Discounting the logistics of holding qualifiers so frequently (clubs in America and Europe do want their players to play for the club from time to time), holding the World Cup ever two years would be detrimental for another reason.  The World Cup (and the Olympics) gets so much publicity precisely because it is once every four years.  It’s a simple ration: the more international competitions there are, the less people are willing to watch.  This is particularly true of niche sports.  Swimming and track and field have major meets every two years (odd years so as not to conflict with the Olympics).  Who really pays attention to that, other than perhaps the occasional Michael Phelps reference?  Men’s and women’s basketball, so popular at the Olympics, has much less attention for its own World Championships (non-Olympic even years).  Even in football the biennial African Cup of Nations is more of a nuisance than an event, especially for the European clubs and their fans.  If it were four years rather than two, like every other confederation’s cup (CAF greed), it would be far more exciting.

What makes a World Cup or an Olympics so special is that is so rare.  If the World Cup were to move to every two years, it would become background noise.  However one builds off the success of this World Cup to maintain a viable and sustainable women’s professional football league (and I have no solutions), holding the World Cup more frequently is not the way.  That would only cheapen the competition.

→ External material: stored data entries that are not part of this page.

//! Bounded diagnostic log of placement decisions.
//!
//! Observability only; placement never reads it.

use std::collections::VecDeque;

use chrono::{DateTime, Utc};
use serde::{Deserialize, Serialize};

use crate::protocol::RequestId;

#[derive(Debug, Clone, PartialEq, Eq, Serialize, Deserialize)]
#[serde(tag = "outcome", rename_all = "snake_case")]
pub enum DecisionOutcome {
    Placed { runner_id: String },
    Queued,
    Rejected,
}

#[derive(Debug, Clone, PartialEq, Eq, Serialize, Deserialize)]
pub struct SchedulingDecision {
    pub request_id: RequestId,
    pub model: Option<String>,
    #[serde(flatten)]
    pub outcome: DecisionOutcome,
    pub at: DateTime<Utc>,
}

impl SchedulingDecision {
    pub fn new(request_id: RequestId, model: Option<String>, outcome: DecisionOutcome) -> Self {
        Self { request_id, model, outcome, at: Utc::now() }
    }

    pub fn runner_id(&self) -> Option<&str> {
        match &self.outcome {
            DecisionOutcome::Placed { runner_id } => Some(runner_id),
            _ => None,
        }
    }
}

/// What to discard when the log is full.
#[derive(Debug, Clone, Copy, Default, PartialEq, Eq, Serialize, Deserialize)]
#[serde(rename_all = "snake_case")]
pub enum DecisionOverflow {
    #[default]
    DropOldest,
    DropNewest,
}

impl std::str::FromStr for DecisionOverflow {
    type Err = String;

    fn from_str(s: &str) -> Result<Self, Self::Err> {
        match s {
            "drop_oldest" => Ok(Self::DropOldest),
            "drop_newest" => Ok(Self::DropNewest),
            other => Err(format!("unknown decision overflow policy: {other}")),
        }
    }
}

pub struct DecisionLog {
    entries: VecDeque<SchedulingDecision>,
    capacity: usize,
    overflow: DecisionOverflow,
    dropped: u64,
}

impl DecisionLog {
    pub fn new(capacity: usize, overflow: DecisionOverflow) -> Self {
        Self { entries: VecDeque::with_capacity(capacity), capacity, overflow, dropped: 0 }
    }

    pub fn record(&mut self, decision: SchedulingDecision) {
        if self.capacity == 0 {
            self.dropped += 1;
            return;
        }
        if self.entries.len() >= self.capacity {
            self.dropped += 1;
            match self.overflow {
                DecisionOverflow::DropOldest => {
                    self.entries.pop_front();
                }
                DecisionOverflow::DropNewest => return,
            }
        }
        self.entries.push_back(decision);
    }

    /// Oldest first.
    pub fn snapshot(&self) -> Vec<SchedulingDecision> {
        self.entries.iter().cloned().collect()
    }

    pub fn len(&self) -> usize {
        self.entries.len()
    }

    pub fn is_empty(&self) -> bool {
        self.entries.is_empty()
    }

    /// Entries discarded since creation.
    pub fn dropped(&self) -> u64 {
        self.dropped
    }
}
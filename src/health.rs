//! Health reporting for the control plane.
//!
//! Liveness is unconditional; readiness and the overall state derive from a
//! dispatcher snapshot and the shutdown state.

use std::time::Instant;

use serde::{Deserialize, Serialize};

use crate::scheduler::DispatcherSnapshot;
use crate::shutdown::ShutdownState;

/// Overall health status.
#[derive(Debug, Clone, Copy, PartialEq, Eq, Serialize, Deserialize)]
#[serde(rename_all = "snake_case")]
pub enum HealthState {
    Healthy,
    /// Serving, but new work will queue or be rejected.
    Degraded,
    Unhealthy,
}

/// Detailed health report.
#[derive(Debug, Clone, Serialize, Deserialize)]
pub struct HealthReport {
    pub state: HealthState,
    pub ready: bool,
    pub accepting_requests: bool,
    pub runners: usize,
    pub free_memory: u64,
    pub queue_depth: usize,
    pub queue_capacity: usize,
    pub in_flight: usize,
    pub uptime_secs: u64,
}

#[derive(Debug, Clone)]
pub struct HealthConfig {
    /// Report `Degraded` while no runner is registered.
    pub require_runner: bool,
}

impl Default for HealthConfig {
    fn default() -> Self {
        Self { require_runner: true }
    }
}

pub struct HealthChecker {
    config: HealthConfig,
    start_time: Instant,
}

impl HealthChecker {
    pub fn new(config: HealthConfig) -> Self {
        Self { config, start_time: Instant::now() }
    }

    /// Check liveness: process is responsive.
    pub fn is_alive(&self) -> bool {
        true
    }

    /// Accepting callers and able to queue at least one more request.
    pub fn is_ready(&self, shutdown_state: ShutdownState, snapshot: &DispatcherSnapshot) -> bool {
        shutdown_state == ShutdownState::Running && snapshot.queue_depth < snapshot.queue_capacity
    }

    pub fn report(&self, shutdown_state: ShutdownState, snapshot: &DispatcherSnapshot) -> HealthReport {
        let free_memory = snapshot
            .runners
            .iter()
            .map(|r| r.total_memory.saturating_sub(r.allocated_memory))
            .sum();
        HealthReport {
            state: self.compute_state(shutdown_state, snapshot),
            ready: self.is_ready(shutdown_state, snapshot),
            accepting_requests: shutdown_state == ShutdownState::Running,
            runners: snapshot.runners.len(),
            free_memory,
            queue_depth: snapshot.queue_depth,
            queue_capacity: snapshot.queue_capacity,
            in_flight: snapshot.in_flight,
            uptime_secs: self.start_time.elapsed().as_secs(),
        }
    }

    fn compute_state(&self, shutdown_state: ShutdownState, snapshot: &DispatcherSnapshot) -> HealthState {
        if shutdown_state != ShutdownState::Running {
            return HealthState::Unhealthy;
        }
        if self.config.require_runner && snapshot.runners.is_empty() {
            return HealthState::Degraded;
        }
        if snapshot.queue_depth >= snapshot.queue_capacity {
            return HealthState::Degraded;
        }
        HealthState::Healthy
    }
}

impl Default for HealthChecker {
    fn default() -> Self {
        Self::new(HealthConfig::default())
    }
}
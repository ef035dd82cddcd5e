//! Watchdog-supervised low-power sleep.
//!
//! A long sleep is never one long wait.  [`SleepTimer::sleep`] breaks it
//! into whole sub-cycles of one quantum each and resets the watchdog before
//! every sub-cycle, so the watchdog keeps supervising the device while it
//! sleeps and a hung wake-up still ends in a reset.
//!
//! The part of a request that does not fill a whole quantum is dropped:
//! `sleep(8500)` with an 8000 ms quantum sleeps 8000 ms.  Requests shorter
//! than one quantum return immediately.

use log::debug;

use crate::app::ports::{SleepPort, WatchdogPort};

/// One decomposed sleep call.
#[derive(Debug, Clone, Copy, PartialEq, Eq)]
pub struct SleepRequest {
    pub requested_ms: u32,
    pub quantum_ms: u32,
    pub sub_cycles: u32,
}

impl SleepRequest {
    pub fn new(requested_ms: u32, quantum_ms: u32) -> Self {
        let sub_cycles = requested_ms.checked_div(quantum_ms).unwrap_or(0);
        Self {
            requested_ms,
            quantum_ms,
            sub_cycles,
        }
    }

    /// Time actually spent asleep.
    pub fn slept_ms(&self) -> u64 {
        u64::from(self.sub_cycles) * u64::from(self.quantum_ms)
    }

    /// Truncated remainder that is not slept.
    pub fn dropped_ms(&self) -> u32 {
        self.requested_ms.checked_rem(self.quantum_ms).unwrap_or(self.requested_ms)
    }
}

#[derive(Debug, Clone, Copy)]
pub struct SleepTimer {
    quantum_ms: u32,
}

impl SleepTimer {
    pub fn new(quantum_ms: u32) -> Self {
        Self { quantum_ms }
    }

    pub fn quantum_ms(&self) -> u32 {
        self.quantum_ms
    }

    /// Sleep for `duration_ms` rounded down to whole quanta.  Blocks until
    /// done; nothing but a hardware reset can interrupt it.
    pub fn sleep(
        &self,
        duration_ms: u32,
        watchdog: &mut impl WatchdogPort,
        wait: &mut impl SleepPort,
    ) -> SleepRequest {
        let request = SleepRequest::new(duration_ms, self.quantum_ms);
        if request.dropped_ms() > 0 {
            debug!(
                "Sleep: {}ms requested, {}ms remainder dropped",
                duration_ms,
                request.dropped_ms()
            );
        }

        let mut remaining = request.sub_cycles;
        while remaining > 0 {
            watchdog.reset();
            wait.sleep_ms(self.quantum_ms);
            remaining -= 1;
        }

        request
    }
}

Way to go, Grant!  Now all you need is 50 more bad ideas, and you can really challenge for FIFA presidency.


* While I am ambivalent about Wahl, one must marvel in amazement at the quality of football writers who write columns for SI.com, many of whom also write for English publications, in particular The Guardian.  Whatever you feel about The Guardian, their football coverage is top-notch.  Jonathan Wilson, Sid Lowe, Tim Vickery, Georgina Turner, Raphael Honigstein, Marcela Moro y Araujo, Gabriele Marcotti.  The list goes on and on.  Which reminds me.  Whatever happened to Gregory Sica?  Between SI and ESPN (again excluding Soccernet), there is no question which one I go to first.